Sur les conclusions aux fins d’injonction et d’astreinte :
Eu égard aux motifs du présent jugement, il y a lieu, sous réserve d’un changement de circonstance de droit ou de fait, d’enjoindre au préfet de police, ou à tout préfet territorialement compétent, de délivrer à M. A… un titre de séjour dans un délai de deux mois à compter de la notification du présent jugement.
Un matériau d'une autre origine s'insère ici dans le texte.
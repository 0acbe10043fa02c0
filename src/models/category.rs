//! Category model
//!
//! Categories are named grouping tags applied to transactions, resolved by
//! exact-title match. Uniqueness is intended but enforced only by the
//! lookup-before-create logic in the services layer, not by a constraint.

use chrono::{DateTime, Utc};
use serde::{Deserialize, Serialize};
use std::fmt;

use super::ids::CategoryId;

/// A named grouping tag for transactions
#[derive(Debug, Clone, Serialize, Deserialize)]
pub struct Category {
    /// Unique identifier
    pub id: CategoryId,

    /// Category title, matched by exact value
    pub title: String,

    /// When the category was created
    pub created_at: DateTime<Utc>,

    /// When the category was last modified
    pub updated_at: DateTime<Utc>,
}

impl Category {
    /// Create a new category
    pub fn new(title: impl Into<String>) -> Self {
        let now = Utc::now();
        Self {
            id: CategoryId::new(),
            title: title.into(),
            created_at: now,
            updated_at: now,
        }
    }
}

impl fmt::Display for Category {
    fn fmt(&self, f: &mut fmt::Formatter<'_>) -> fmt::Result {
        write!(f, "{}", self.title)
    }
}
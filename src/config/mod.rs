//! Configuration and path management

pub mod paths;

pub use paths::LedgerPaths;
use std::path::PathBuf;

use anyhow::Result;
use clap::{Parser, Subcommand};
use tracing_subscriber::EnvFilter;

use ledgerbook::cli::{
    handle_balance_command, handle_import_command, handle_transaction_command, TransactionCommands,
};
use ledgerbook::config::paths::LedgerPaths;
use ledgerbook::storage::Storage;

#[derive(Parser)]
#[command(
    name = "ledgerbook",
    version,
    about = "Personal finance ledger",
    long_about = "ledgerbook records income and outcome transactions tagged with \
                  categories, guards outcomes against overdrawing the balance, and \
                  bulk-imports transactions from CSV files."
)]
struct Cli {
    #[command(subcommand)]
    command: Option<Commands>,
}

#[derive(Subcommand)]
enum Commands {
    /// Transaction management commands
    #[command(subcommand, alias = "txn")]
    Transaction(TransactionCommands),

    /// Show income, outcome, and total balance
    Balance,

    /// Import transactions from a CSV file (the file is deleted on success)
    Import {
        /// Path to CSV file with a title,type,value,category header
        file: PathBuf,
    },

    /// Show current configuration and paths
    Config,
}

fn main() -> Result<()> {
    tracing_subscriber::fmt()
        .with_env_filter(EnvFilter::try_from_default_env().unwrap_or_else(|_| EnvFilter::new("warn")))
        .with_writer(std::io::stderr)
        .init();

    let cli = Cli::parse();

    let paths = LedgerPaths::new()?;
    let mut storage = Storage::new(paths)?;
    storage.load_all()?;

    match cli.command {
        Some(Commands::Transaction(cmd)) => {
            handle_transaction_command(&storage, cmd)?;
        }
        Some(Commands::Balance) => {
            handle_balance_command(&storage)?;
        }
        Some(Commands::Import { file }) => {
            handle_import_command(&storage, file)?;
        }
        Some(Commands::Config) => {
            let paths = storage.paths();
            println!("ledgerbook Configuration");
            println!("========================");
            println!("Base directory: {}", paths.base_dir().display());
            println!("Transactions:   {}", paths.transactions_file().display());
            println!("Categories:     {}", paths.categories_file().display());
        }
        None => {
            println!("ledgerbook - Personal finance ledger");
            println!();
            println!("Run 'ledgerbook --help' for usage information.");
        }
    }

    Ok(())
}
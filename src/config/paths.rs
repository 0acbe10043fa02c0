//! Path management for ledgerbook
//!
//! Resolution order for the base directory:
//!
//! 1. `LEDGERBOOK_DATA_DIR` environment variable (if set)
//! 2. Unix (Linux/macOS): `$XDG_CONFIG_HOME/ledgerbook` or `~/.config/ledgerbook`
//! 3. Windows: `%APPDATA%\ledgerbook`

use std::path::PathBuf;

use crate::error::LedgerError;

/// Manages all paths used by ledgerbook
#[derive(Debug, Clone)]
pub struct LedgerPaths {
    base_dir: PathBuf,
}

impl LedgerPaths {
    /// Resolve paths from the environment
    ///
    /// # Errors
    ///
    /// Returns an error if no base directory can be determined.
    pub fn new() -> Result<Self, LedgerError> {
        let base_dir = if let Ok(custom) = std::env::var("LEDGERBOOK_DATA_DIR") {
            PathBuf::from(custom)
        } else {
            resolve_default_path()?
        };

        Ok(Self { base_dir })
    }

    /// Create paths rooted at a custom base directory (useful for testing)
    pub fn with_base_dir(base_dir: PathBuf) -> Self {
        Self { base_dir }
    }

    /// Get the base directory
    pub fn base_dir(&self) -> &PathBuf {
        &self.base_dir
    }

    /// Get the data directory where ledger files live
    pub fn data_dir(&self) -> PathBuf {
        self.base_dir.join("data")
    }

    /// Get the path to transactions.json
    pub fn transactions_file(&self) -> PathBuf {
        self.data_dir().join("transactions.json")
    }

    /// Get the path to categories.json
    pub fn categories_file(&self) -> PathBuf {
        self.data_dir().join("categories.json")
    }

    /// Ensure the base and data directories exist
    pub fn ensure_directories(&self) -> Result<(), LedgerError> {
        std::fs::create_dir_all(&self.base_dir)
            .map_err(|e| LedgerError::Io(format!("Failed to create base directory: {}", e)))?;

        std::fs::create_dir_all(self.data_dir())
            .map_err(|e| LedgerError::Io(format!("Failed to create data directory: {}", e)))?;

        Ok(())
    }
}

#[cfg(not(windows))]
fn resolve_default_path() -> Result<PathBuf, LedgerError> {
    let config_base = std::env::var("XDG_CONFIG_HOME")
        .map(PathBuf::from)
        .or_else(|_| {
            std::env::var("HOME").map(|home| PathBuf::from(home).join(".config"))
        })
        .map_err(|_| LedgerError::Config("Could not determine home directory".into()))?;
    Ok(config_base.join("ledgerbook"))
}

#[cfg(windows)]
fn resolve_default_path() -> Result<PathBuf, LedgerError> {
    let appdata = std::env::var("APPDATA")
        .map_err(|_| LedgerError::Config("Could not determine APPDATA directory".into()))?;
    Ok(PathBuf::from(appdata).join("ledgerbook"))
}
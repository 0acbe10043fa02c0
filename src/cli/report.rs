//! Balance reporting CLI command

use crate::error::LedgerResult;
use crate::services::BalanceService;
use crate::storage::Storage;

/// Handle the balance command
pub fn handle_balance_command(storage: &Storage) -> LedgerResult<()> {
    let balance = BalanceService::new(storage).compute()?;

    println!("Balance");
    println!("  Income:  {}", balance.income);
    println!("  Outcome: {}", balance.outcome);
    println!("  Total:   {}", balance.total);
    Ok(())
}
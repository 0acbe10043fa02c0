//! Balance calculation
//!
//! Aggregates the full set of persisted transactions into income, outcome,
//! and net totals. There is no cached or incremental balance; every call
//! scans all transactions, which is acceptable at the dataset sizes this
//! ledger targets.

use crate::error::LedgerResult;
use crate::models::Money;
use crate::storage::Storage;

/// Aggregated totals over all persisted transactions
#[derive(Debug, Clone, Copy, PartialEq, Eq)]
pub struct Balance {
    /// Sum of all income values
    pub income: Money,
    /// Sum of all outcome values
    pub outcome: Money,
    /// `income - outcome`; may be negative for pre-existing data
    pub total: Money,
}

/// Service for balance computation
pub struct BalanceService<'a> {
    storage: &'a Storage,
}

impl<'a> BalanceService<'a> {
    /// Create a new balance service
    pub fn new(storage: &'a Storage) -> Self {
        Self { storage }
    }

    /// Compute the current balance from all persisted transactions
    pub fn compute(&self) -> LedgerResult<Balance> {
        let transactions = self.storage.transactions.get_all()?;

        let income: Money = transactions
            .iter()
            .filter(|t| t.is_income())
            .map(|t| t.value)
            .sum();
        let outcome: Money = transactions
            .iter()
            .filter(|t| t.is_outcome())
            .map(|t| t.value)
            .sum();

        Ok(Balance {
            income,
            outcome,
            total: income - outcome,
        })
    }
}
Il n’y a pas lieu, dans les circonstances de l’espèce, d’assortir cette injonction d’une astreinte.
Sur les frais d’instance :
Il y a lieu, dans les circonstances de l’espèce, de mettre à la charge de l’Etat une somme globale de 1 200 euros au titre des frais exposés par M. A… dans les deux instances et non compris dans les dépens.
D E C I D E :
Article 1er : La décision par laquelle le préfet de police a refusé de délivrer à M. A… un récépissé de demande de titre de séjour est annulée.
Article 2 : L’arrêté du 6 octobre 2025 par lequel le préfet de police a rejeté la demande de titre de séjour de M. A…, lui a fait obligation de quitter le territoire français dans le délai de trente jours et lui a fait interdiction de retour sur le territoire français pour une durée de vingt-quatre mois est annulé.
Article 3 : Il est enjoint au préfet de police ou à tout préfet territorialement compétent de délivrer à M. A… un titre de séjour dans un délai de deux mois à compter de la notification du présent jugement.
Article 4 : L’Etat versera une somme globale de 1 200 euros à M. A… au titre de l’article L. 761-1 du code de justice administrative.
Article 5 : Le surplus des conclusions des requêtes est rejeté.
Article 6 : Le présent jugement sera notifié à M. B… A… et au préfet de police.
Délibéré après l’audience du 23 janvier 2026, à laquelle siégeaient :
Mme Marzoug, présidente,
Mme Lambert, première conseillère,
Mme Berland, première conseillère.
Rendu public par mise à disposition au greffe le 13 février 2026.
La rapporteure,
F. Lambert
La présidente,
S. Marzoug
La greffière,
K. Bak-Piot
La République mande et ordonne au préfet de police en ce qui le concerne ou à tous commissaires de justice à ce requis en ce qui concerne les voies de droit commun contre les parties privées, de pourvoir à l’exécution de la présente décision.